Friday, October 18, 2019

Iron Point seismic testing project application withdrawn

Followed by an application for seismic testing on 14,165 acres

By Cayla Vidmar

Gunnison Energy has withdrawn its application for seismic testing in the Iron Point area, located on 28,000 acres of public lands north of Paonia in Gunnison and Delta counties. The project received 235 public comments, according to the United State Forest Service (USFS) project database.

However, on November 21, the USFS released a public scoping notice for a proposal for seismic testing in the Trail Gulch Unit, northeast of the Iron Point project area.  Comments for the Trail Gulch Project will be accepted through December 7. This application notably coincides with a United States Geological Survey (USGS) report that found drilling on public lands contributes nearly a quarter of all greenhouse gas emissions in the United States.

The Iron Point project spurred local environmental advocacy group High Country Conservation Advocates (HCCA) to submit comments regarding the project. Seismic testing is used to “gain a better understanding of the subsurface geology to determine if there is oil and gas potential and to also determine the best location for exploratory drilling,” according to the Iron Point plan of operations. The plan also details operations that include helicopters to place shot holes, and dynamite and vibroseis buggies to generate acoustic energy into the ground.

“Gunnison Energy has withdrawn, at least for now, its county application for seismic testing in the Iron Point area of Gunnison County, and the Forest Service has deferred the project until summer of 2019,” writes HCCA public lands director Matt Reed via email.

Criticism of the Iron Point project from HCCA included a project of this scope, size and intensity in an area that has evidence of federally listed threatened or endangered species (including lynx and cutthroat trout); sensitive and vital water infrastructure; presence of roadless areas; and archeological sites or historic sites.

Another criticism of the Iron Point application was the plan for the USFS to evaluate the proposal with a categorical exclusion, rather than an environmental assessment, which HCCA noted as inappropriate for a project of that scale.

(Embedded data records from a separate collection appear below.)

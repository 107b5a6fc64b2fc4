use std::path::PathBuf;

use thiserror::Error;

/// Startup configuration failures. Any of these aborts streamer construction.
#[derive(Debug, Error)]
pub enum ConfigError {
    #[error("unload radius {unload} is smaller than load radius {load}")]
    UnloadInsideLoad { load: i32, unload: i32 },

    #[error("invalid `{field}`: {reason}")]
    Invalid { field: &'static str, reason: String },

    #[error("failed to read config {path:?}: {source}")]
    Io {
        path: PathBuf,
        #[source]
        source: std::io::Error,
    },

    #[error("failed to parse config {path:?}: {source}")]
    Parse {
        path: PathBuf,
        #[source]
        source: toml::de::Error,
    },
}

Reed notes, “HCCA is requesting that the Forest Service consider both the Trail Gulch and Iron Point proposals together in an environmental assessment, rather than separating them out into individual silos that fail to provide meaningful analysis of impacts.”

While the Iron Point project has been withdrawn for now, Reed writes, “Many of the issues that were raised by the public regarding the Iron point proposal are applicable here at Trail Gulch.” The Trail Gulch project encompasses 14,165 acres in the northern part of Gunnison and Delta counties, “in the very upper headwater of the North Fork,” says Reed.

Reed writes about potential impacts of the project, “to wildlife, roadless areas, watersheds, geology, and downstream agriculture.” He says HCCA will be taking a close look at the new application, and will be providing information to the public on public lands issues and impacts of the project.

Reed also notes the interesting timing of the application for seismic testing, which, as noted, is a precursor for oil and gas drilling.

Two federal reports were released on Black Friday, the fourth National Climate Assessment, which assesses “the science of climate change and variability and its impact across the United States,”and a report from the U.S. Geological Survey (USGS) which found a quarter of carbon dioxide emissions in the U.S. come from drilling done on public lands.

The USGS report states, “Emissions from fossil fuels produced on Federal lands represent, on average, 23.7 percent of national emissions for [carbon dioxide].”

While the National Climate Assessment describes the impacts of climate change on numerous aspects of the United States, including communities, the economy, water, health, etc. Most notably, the report finds “that more immediate and substantial global greenhouse gas emissions reductions, as well as regional adaptation efforts would be needed to avoid the most severe consequences in the long term.”

This report “makes clear how rising greenhouse gas emissions and climate change will severely damage nearly every sector of the U.S. economy,” writes Reed.

Reed attributes the withdrawal of the Iron Point application to the “engagement, questions, and demands for transparency from concerned citizens,” and “the reasonable expectations from Gunnison County that operators adhere to county oil and gas regulations and permit process timelines.”

Reed writes, “Trying to ram through a massive seismic testing project utilizing explosives and helicopters on public lands in the middle of hunting season without engaging affected stakeholders may suffice in other parts of the country, but not here.”

The USFS is accepting comments on the Trail Gulch seismic testing project until December 7, and information, including how to comment, can be found at (link is case sensitive and may not work in Safari browsers).

“HCCA encourages everyone who values Gunnison County’s public lands, and the burgeoning agriculture economy that is being built in the North Fork Valley, to submit comments to the Forest Service stating why these values are important to you, and how they would be affected by seismic testing and subsequent oil and gas development,” says Reed.

Gunnison Energy did not reply to email or phone queries for comment.